§ Task: Identify each line in the records below that contains the word "code", and copy it.

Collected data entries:
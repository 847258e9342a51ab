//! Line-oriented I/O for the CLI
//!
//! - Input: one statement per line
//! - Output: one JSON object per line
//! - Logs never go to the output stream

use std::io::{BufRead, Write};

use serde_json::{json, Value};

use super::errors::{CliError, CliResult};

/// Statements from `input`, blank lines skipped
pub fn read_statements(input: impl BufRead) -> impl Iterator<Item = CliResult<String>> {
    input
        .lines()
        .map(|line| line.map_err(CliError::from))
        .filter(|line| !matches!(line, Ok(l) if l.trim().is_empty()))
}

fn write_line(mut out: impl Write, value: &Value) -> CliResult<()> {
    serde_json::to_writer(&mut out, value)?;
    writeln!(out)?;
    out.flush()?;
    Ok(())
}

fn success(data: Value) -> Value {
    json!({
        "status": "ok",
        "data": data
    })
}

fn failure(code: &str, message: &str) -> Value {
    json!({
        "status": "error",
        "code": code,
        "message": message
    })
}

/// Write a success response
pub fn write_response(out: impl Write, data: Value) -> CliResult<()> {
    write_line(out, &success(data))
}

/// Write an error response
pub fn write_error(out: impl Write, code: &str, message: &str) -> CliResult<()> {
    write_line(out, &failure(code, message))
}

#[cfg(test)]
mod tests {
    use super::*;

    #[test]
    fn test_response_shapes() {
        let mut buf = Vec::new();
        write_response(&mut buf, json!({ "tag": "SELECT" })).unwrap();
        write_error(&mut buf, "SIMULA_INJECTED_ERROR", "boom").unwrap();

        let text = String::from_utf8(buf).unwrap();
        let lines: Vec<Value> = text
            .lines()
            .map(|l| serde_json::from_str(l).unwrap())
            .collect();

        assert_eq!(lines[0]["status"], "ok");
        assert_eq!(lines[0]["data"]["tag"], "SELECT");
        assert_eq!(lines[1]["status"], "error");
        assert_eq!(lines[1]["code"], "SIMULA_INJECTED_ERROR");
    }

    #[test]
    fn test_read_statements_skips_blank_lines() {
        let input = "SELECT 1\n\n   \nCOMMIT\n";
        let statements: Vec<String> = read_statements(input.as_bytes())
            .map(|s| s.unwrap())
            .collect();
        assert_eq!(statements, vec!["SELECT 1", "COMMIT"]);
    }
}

--

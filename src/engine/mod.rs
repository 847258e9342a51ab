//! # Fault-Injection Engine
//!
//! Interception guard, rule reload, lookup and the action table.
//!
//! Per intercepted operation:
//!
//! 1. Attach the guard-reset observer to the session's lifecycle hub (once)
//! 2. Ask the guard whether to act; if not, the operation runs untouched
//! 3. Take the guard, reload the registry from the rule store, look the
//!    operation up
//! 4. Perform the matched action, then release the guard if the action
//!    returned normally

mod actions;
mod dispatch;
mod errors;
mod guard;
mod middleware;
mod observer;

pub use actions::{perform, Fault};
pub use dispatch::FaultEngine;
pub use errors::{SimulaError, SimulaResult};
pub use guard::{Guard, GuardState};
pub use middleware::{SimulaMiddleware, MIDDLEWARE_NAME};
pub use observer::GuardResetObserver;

==

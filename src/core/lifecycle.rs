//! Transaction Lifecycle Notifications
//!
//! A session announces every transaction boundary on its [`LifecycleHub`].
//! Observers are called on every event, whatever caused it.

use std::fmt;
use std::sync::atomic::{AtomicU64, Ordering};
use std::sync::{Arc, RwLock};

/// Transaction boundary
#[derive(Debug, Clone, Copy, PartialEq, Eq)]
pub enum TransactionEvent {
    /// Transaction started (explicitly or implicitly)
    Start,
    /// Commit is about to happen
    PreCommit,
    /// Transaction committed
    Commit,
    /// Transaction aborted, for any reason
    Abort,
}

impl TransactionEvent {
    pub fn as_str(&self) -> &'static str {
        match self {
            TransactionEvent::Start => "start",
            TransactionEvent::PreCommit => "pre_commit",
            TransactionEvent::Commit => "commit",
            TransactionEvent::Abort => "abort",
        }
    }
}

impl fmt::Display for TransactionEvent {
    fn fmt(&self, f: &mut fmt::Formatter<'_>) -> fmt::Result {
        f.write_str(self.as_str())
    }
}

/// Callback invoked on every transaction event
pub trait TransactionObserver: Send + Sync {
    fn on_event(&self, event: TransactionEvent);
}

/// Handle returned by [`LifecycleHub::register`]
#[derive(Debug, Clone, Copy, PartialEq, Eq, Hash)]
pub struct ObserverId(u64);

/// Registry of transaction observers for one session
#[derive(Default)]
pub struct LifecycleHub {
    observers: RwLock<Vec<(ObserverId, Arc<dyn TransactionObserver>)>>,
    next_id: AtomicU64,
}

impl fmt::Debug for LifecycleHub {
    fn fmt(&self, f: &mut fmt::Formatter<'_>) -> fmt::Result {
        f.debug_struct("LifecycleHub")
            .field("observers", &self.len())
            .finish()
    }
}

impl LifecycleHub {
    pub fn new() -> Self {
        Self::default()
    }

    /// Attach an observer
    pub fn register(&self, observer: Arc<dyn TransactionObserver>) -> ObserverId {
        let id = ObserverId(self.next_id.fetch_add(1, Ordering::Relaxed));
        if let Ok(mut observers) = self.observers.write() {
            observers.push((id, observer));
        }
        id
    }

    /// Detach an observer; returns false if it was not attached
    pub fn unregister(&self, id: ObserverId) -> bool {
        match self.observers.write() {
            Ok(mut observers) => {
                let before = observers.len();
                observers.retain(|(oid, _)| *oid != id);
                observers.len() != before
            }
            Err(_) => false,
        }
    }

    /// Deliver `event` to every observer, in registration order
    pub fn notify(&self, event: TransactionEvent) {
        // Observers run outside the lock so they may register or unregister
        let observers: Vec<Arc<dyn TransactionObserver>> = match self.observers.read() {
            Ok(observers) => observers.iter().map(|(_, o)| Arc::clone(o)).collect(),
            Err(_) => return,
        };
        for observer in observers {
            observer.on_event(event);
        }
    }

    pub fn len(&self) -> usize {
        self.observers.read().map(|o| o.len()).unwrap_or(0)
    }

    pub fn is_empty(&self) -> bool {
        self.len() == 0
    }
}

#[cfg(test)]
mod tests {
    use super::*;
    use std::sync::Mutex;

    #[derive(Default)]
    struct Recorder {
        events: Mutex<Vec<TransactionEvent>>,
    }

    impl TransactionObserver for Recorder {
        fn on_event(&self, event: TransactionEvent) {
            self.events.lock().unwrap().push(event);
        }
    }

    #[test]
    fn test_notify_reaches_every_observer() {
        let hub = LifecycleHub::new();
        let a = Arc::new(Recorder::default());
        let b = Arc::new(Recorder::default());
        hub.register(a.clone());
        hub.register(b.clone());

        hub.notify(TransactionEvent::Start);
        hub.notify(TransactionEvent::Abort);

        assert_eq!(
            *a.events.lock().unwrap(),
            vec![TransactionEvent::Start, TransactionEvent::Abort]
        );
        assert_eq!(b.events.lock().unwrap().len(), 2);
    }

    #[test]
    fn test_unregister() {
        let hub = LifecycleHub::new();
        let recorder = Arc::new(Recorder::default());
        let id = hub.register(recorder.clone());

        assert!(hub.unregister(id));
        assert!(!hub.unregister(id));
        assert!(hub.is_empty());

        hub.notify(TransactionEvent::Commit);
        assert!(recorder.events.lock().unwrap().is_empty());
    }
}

§ Task response:
fn failure(code: &str, message: &str) -> Value {
        "code": code,
pub fn write_error(out: impl Write, code: &str, message: &str) -> CliResult<()> {
    write_line(out, &failure(code, message))
        assert_eq!(lines[1]["code"], "SIMULA_INJECTED_ERROR");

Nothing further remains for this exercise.